##### EXERCISE MATERIAL

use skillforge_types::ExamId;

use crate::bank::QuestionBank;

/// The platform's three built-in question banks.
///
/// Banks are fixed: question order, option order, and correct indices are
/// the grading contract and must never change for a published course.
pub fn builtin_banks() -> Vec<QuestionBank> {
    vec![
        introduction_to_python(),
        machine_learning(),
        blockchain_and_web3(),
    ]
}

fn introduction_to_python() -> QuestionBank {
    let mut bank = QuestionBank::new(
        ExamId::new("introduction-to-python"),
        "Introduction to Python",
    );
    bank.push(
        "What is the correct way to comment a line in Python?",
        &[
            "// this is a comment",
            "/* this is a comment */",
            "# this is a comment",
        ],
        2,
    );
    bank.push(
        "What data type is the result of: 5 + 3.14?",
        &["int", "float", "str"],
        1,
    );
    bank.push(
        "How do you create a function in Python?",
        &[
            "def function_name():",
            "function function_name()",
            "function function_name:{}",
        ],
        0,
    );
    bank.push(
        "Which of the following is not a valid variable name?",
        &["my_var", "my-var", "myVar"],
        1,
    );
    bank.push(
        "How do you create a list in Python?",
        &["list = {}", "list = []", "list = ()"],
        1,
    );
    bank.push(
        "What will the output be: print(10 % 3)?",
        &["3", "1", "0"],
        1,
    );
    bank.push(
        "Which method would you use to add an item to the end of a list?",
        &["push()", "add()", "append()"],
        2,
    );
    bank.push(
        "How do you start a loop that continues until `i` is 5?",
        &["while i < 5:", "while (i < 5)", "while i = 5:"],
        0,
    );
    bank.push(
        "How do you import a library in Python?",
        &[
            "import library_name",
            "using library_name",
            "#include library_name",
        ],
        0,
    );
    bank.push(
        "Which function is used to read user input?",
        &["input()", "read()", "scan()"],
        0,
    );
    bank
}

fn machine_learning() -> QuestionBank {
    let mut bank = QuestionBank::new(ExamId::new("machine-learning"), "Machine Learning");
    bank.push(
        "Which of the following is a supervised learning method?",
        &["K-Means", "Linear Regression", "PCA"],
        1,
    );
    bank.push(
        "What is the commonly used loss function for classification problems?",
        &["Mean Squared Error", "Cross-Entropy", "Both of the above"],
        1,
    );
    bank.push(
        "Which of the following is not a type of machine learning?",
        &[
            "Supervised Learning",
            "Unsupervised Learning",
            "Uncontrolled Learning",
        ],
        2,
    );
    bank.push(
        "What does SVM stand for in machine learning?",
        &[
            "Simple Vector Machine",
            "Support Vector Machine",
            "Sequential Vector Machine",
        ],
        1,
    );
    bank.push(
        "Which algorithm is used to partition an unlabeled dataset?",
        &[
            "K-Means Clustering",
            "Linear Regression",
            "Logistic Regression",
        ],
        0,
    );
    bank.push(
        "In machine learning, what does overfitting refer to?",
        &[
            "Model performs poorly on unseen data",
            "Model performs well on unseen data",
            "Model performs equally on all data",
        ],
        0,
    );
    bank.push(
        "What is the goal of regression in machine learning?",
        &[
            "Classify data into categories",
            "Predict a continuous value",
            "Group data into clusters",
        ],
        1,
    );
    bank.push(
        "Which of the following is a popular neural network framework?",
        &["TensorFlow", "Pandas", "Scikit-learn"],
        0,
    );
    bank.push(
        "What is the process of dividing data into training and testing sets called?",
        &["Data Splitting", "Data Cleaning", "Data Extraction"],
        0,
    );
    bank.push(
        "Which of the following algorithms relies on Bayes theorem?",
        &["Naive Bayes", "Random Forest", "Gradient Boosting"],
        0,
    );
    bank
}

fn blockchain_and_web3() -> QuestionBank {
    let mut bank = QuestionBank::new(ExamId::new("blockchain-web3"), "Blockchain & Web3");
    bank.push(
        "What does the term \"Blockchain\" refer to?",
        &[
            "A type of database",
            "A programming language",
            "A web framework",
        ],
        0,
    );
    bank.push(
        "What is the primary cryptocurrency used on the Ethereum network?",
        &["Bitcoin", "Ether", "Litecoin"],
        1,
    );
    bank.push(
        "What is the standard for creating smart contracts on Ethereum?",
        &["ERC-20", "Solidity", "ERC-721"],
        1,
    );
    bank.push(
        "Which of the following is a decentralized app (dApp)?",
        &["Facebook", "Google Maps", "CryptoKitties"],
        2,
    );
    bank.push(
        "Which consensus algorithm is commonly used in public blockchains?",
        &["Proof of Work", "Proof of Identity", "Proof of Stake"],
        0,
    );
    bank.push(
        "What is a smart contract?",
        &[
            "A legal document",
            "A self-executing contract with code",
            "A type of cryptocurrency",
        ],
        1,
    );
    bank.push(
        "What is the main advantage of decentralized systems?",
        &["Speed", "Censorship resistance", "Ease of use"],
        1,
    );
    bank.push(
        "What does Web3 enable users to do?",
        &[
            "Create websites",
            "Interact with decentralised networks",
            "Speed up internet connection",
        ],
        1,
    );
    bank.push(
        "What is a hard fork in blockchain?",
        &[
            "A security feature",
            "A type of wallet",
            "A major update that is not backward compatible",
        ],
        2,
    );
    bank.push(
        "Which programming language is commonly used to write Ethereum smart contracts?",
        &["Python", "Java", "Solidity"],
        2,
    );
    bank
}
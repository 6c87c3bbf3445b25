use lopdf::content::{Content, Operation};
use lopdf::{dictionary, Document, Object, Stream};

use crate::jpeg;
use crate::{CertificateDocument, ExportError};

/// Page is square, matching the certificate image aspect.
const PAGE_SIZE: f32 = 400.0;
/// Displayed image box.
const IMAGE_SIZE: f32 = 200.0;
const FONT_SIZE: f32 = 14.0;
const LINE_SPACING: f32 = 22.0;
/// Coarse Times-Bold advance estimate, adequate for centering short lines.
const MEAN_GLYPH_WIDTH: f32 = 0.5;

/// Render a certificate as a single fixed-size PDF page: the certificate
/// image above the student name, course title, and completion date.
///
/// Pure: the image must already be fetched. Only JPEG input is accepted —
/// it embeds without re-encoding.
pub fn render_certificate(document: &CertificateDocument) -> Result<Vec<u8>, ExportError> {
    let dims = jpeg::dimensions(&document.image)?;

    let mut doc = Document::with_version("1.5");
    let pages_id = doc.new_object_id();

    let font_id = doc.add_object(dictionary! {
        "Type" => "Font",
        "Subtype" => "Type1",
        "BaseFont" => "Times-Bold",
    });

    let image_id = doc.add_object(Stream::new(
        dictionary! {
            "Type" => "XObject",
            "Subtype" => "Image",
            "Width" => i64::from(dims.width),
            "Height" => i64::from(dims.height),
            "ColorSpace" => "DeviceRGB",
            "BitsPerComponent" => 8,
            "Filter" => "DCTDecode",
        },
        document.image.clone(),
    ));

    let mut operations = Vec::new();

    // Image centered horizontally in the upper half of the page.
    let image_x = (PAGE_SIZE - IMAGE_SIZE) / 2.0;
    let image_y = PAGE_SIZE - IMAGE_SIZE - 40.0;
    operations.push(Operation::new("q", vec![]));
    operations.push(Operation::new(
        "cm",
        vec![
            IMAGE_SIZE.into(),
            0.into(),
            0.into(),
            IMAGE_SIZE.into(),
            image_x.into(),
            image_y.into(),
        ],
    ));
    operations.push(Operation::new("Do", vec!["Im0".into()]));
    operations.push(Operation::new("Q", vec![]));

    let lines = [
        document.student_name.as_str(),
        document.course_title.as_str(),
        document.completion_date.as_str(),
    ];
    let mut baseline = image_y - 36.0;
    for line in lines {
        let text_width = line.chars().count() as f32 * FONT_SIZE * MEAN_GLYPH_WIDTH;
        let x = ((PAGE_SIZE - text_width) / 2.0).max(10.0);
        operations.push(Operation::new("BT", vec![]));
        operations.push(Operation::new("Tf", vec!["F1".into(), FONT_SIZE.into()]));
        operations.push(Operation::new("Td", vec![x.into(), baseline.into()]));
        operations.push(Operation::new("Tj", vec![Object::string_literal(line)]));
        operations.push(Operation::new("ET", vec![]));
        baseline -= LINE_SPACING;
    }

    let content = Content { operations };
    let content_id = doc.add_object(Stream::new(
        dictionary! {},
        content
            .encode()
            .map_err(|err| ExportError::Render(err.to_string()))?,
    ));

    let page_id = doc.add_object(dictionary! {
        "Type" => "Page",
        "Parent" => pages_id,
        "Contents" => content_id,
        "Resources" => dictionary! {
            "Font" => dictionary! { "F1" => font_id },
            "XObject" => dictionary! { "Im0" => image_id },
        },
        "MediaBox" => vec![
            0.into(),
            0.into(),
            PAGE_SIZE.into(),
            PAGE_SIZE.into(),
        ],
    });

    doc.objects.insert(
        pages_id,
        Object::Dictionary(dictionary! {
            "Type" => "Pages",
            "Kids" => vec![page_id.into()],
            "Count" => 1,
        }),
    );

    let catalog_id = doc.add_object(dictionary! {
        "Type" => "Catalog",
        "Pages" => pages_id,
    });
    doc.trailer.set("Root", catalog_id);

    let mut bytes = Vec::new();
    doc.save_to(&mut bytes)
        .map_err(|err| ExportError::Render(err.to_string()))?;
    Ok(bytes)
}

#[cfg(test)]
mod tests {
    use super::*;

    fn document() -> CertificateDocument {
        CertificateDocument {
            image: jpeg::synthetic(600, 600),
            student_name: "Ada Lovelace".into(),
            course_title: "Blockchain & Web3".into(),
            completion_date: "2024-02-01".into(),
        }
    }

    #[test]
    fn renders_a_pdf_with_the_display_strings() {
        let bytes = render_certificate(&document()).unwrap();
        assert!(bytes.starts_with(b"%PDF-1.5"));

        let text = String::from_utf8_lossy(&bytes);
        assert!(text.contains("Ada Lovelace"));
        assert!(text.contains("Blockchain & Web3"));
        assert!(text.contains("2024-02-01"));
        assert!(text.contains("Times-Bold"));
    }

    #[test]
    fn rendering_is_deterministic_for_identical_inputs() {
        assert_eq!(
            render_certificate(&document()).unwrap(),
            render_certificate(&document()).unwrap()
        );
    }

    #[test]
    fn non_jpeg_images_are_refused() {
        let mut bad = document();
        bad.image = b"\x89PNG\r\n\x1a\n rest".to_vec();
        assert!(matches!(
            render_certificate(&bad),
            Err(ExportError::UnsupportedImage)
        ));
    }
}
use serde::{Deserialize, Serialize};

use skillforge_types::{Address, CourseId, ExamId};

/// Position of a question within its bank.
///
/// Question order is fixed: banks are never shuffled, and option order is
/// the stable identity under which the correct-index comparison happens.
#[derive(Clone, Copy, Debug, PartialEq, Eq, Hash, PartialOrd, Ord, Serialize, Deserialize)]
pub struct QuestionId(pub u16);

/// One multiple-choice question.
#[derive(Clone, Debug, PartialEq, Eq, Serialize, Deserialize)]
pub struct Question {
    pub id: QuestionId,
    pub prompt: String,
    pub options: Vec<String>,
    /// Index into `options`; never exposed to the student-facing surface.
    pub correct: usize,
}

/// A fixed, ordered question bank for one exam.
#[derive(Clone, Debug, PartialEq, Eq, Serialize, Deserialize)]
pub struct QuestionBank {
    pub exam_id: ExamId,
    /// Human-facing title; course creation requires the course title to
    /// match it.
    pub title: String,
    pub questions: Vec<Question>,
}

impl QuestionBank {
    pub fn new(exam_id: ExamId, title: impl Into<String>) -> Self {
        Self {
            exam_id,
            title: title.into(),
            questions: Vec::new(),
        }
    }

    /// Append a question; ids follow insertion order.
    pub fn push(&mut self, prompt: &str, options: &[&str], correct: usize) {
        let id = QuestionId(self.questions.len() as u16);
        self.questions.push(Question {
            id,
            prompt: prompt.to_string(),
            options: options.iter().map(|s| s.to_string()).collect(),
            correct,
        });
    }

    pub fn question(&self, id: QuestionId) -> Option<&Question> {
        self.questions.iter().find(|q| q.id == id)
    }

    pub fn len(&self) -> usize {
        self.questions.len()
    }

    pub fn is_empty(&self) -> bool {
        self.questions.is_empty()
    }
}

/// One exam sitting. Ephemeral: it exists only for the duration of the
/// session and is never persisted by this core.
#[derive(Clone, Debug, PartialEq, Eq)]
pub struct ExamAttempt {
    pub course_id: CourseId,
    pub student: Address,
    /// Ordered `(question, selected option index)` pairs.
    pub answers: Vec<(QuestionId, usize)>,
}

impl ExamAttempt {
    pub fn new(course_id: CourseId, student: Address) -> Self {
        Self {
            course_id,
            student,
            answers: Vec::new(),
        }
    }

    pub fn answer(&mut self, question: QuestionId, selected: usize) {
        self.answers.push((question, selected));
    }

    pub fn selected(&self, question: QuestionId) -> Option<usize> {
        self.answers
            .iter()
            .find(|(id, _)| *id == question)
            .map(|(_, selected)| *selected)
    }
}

##########

• TASK BRIEF: Go through the data above from its first line and copy each line exactly, stopping once the line with "a published course." has been copied.

• EXERCISE RESPONSE:
use skillforge_types::ExamId;

use crate::bank::QuestionBank;

/// The platform's three built-in question banks.
///
/// Banks are fixed: question order, option order, and correct indices are
/// the grading contract and must never change for a published course.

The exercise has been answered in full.